17 Replies Latest reply on Apr 3, 2013 10:47 PM by vmiura

    OpenCL bug with HD 7790 (Bonaire)

    vmiura

      Hello,

       

      I am hitting an odd bug running one of my OpenCL kernels on a new HD 7790.  This is a kernel that I've verified on a HD 7770, and also on some Fermi and Kepler cards also.

       

      After a lot of narrowing, I am strongly suspecting it's some kind of compiler bug.  Unfortunately it doesn't look like CodeXL will disassemble Bonaire ISA yet so I can't confirm if it's doing something odd.  I also can't debug the kernel.

       

      Are there any known issues with register clobbering or similar?  I have 'AMD APP SDK Runtime 10.0.1124.2'.

       

      I'll try to make a standalone test, but this is the gist of the problem code:

       

      struct MyStruct *m = (__global struct MyStruct *)(basePtr + offset);

       

      if(m->magic != 123)
      {

           ... dump debug diagnostics to global memory  // This never happens

            return;
      }

       

      if(...)
      {

        // loads + arithmetic

         // no stores, and no touching 'm'

      }

      else
      {

         // loads + arithmetic

        // no stores, and no touching 'm'
      }

       

      if(m->magic != 123)
      {

           ... dump debug diagnostics to global memory // This always happens

           return;
      }

       

      The result is that I get the dump the 2nd time I check m->magic not the 1st.  Nothing should be modifying global memory here.  There's just the one kernel running with clFinish before and after - and it's 100% reproducible.

       

      I dumped 'basePtr', 'offset' and 'm' and I can see m is corrupt (m != basePtr + offset).

        • Re: OpenCL bug with HD 7790 (Bonaire)
          himanshu.gautam

          hi vmiura,

          What is the type of basePtr?

          Shouldn't this statement, increment basePtr based on its older type, rather than newer type.
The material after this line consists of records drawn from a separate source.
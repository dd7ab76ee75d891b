//! Input field handling for the terminal user interface.

/// A single-line text input with cursor position management.
///
/// Used for the decorative sidebar search box and the detail panel's notes
/// editor. Neither writes back into the store.
#[derive(Clone, Default)]
pub struct InputField {
    pub value: String,
    pub cursor: usize,
}

impl InputField {
    /// Create an empty input field.
    pub fn new() -> Self {
        Self::default()
    }

    /// Create an input field seeded with text, cursor at the end.
    pub fn with_value(value: &str) -> Self {
        Self {
            value: value.to_string(),
            cursor: value.chars().count(),
        }
    }

    /// Insert a character at the cursor.
    pub fn handle_char(&mut self, c: char) {
        let at = self.byte_offset();
        self.value.insert(at, c);
        self.cursor += 1;
    }

    /// Delete the character before the cursor.
    pub fn handle_backspace(&mut self) {
        if self.cursor > 0 {
            self.cursor -= 1;
            let at = self.byte_offset();
            self.value.remove(at);
        }
    }

    /// Delete the character at the cursor.
    pub fn handle_delete(&mut self) {
        if self.cursor < self.value.chars().count() {
            let at = self.byte_offset();
            self.value.remove(at);
        }
    }

    pub fn move_cursor_left(&mut self) {
        self.cursor = self.cursor.saturating_sub(1);
    }

    pub fn move_cursor_right(&mut self) {
        if self.cursor < self.value.chars().count() {
            self.cursor += 1;
        }
    }

    fn byte_offset(&self) -> usize {
        self.value
            .char_indices()
            .nth(self.cursor)
            .map_or(self.value.len(), |(i, _)| i)
    }
}
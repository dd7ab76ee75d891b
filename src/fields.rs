//! Enumerations and field types for task metadata.
//!
//! This module defines the structured types used to categorise tasks:
//! priority levels and the badge classification derived from the free-text
//! category label.

use serde::{Deserialize, Serialize};

/// Priority classification for task importance.
#[derive(Debug, Clone, Copy, Serialize, Deserialize, PartialEq, Eq)]
#[serde(rename_all = "lowercase")]
pub enum Priority {
    High,
    Medium,
    Low,
}

impl Priority {
    /// Short label shown next to the priority flag in the task list.
    pub fn label(self) -> &'static str {
        match self {
            Priority::High => "High",
            Priority::Medium => "Med",
            Priority::Low => "Low",
        }
    }

    /// Longer label shown in the detail panel.
    pub fn detail_label(self) -> &'static str {
        match self {
            Priority::High => "High priority",
            Priority::Medium => "Medium priority",
            Priority::Low => "Low priority",
        }
    }
}

/// Badge classification derived from a task's free-text category label.
///
/// Categories are open-ended strings on the task itself; rendering maps them
/// onto this closed set so that unknown labels get the fallback style rather
/// than an ever-growing string map.
#[derive(Debug, Clone, Copy, PartialEq, Eq)]
pub enum CategoryBadge {
    Personal,
    Work,
    Shopping,
    Other,
}

impl CategoryBadge {
    /// Classify a category label. Unrecognised labels fall through to `Other`.
    pub fn from_label(label: &str) -> Self {
        match label {
            "Personal" => CategoryBadge::Personal,
            "Work" => CategoryBadge::Work,
            "Shopping" => CategoryBadge::Shopping,
            _ => CategoryBadge::Other,
        }
    }
}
This might be the issue.

          struct MyStruct *m = (__global struct MyStruct *)(basePtr + offset);

           

          anyways, please share the testcase, if issue persists.

            • Re: OpenCL bug with HD 7790 (Bonaire)
              vmiura

              Hi Himanshu,

               

              basePtr is __global uchar *.  The offset in bytes is as intended.

               

              Do you know if I can view the ISA disassembly for Bonaire somehow?  It would help me confirm if it's odd code or if it might be something else.

               

              Regards,

              Victor

                • Re: OpenCL bug with HD 7790 (Bonaire)
                  himanshu.gautam

                  Does you structure contain doubles? I suspect some alignment issue here. (or) Alignment mismatch between host and GPU code.

                  What is the data-type of "magic"?

                  Can you please publish your structure? We are more intersted in the data-types than the actual names. So, if it is secret, just remove the field names (except magic) and let us know.....

                   

                  Also, If you are accessing the structure many times, you will be better of to use Structure of field arrays... instead of Array of Structures with fields. The former will make sure your memory accesses are coalesced.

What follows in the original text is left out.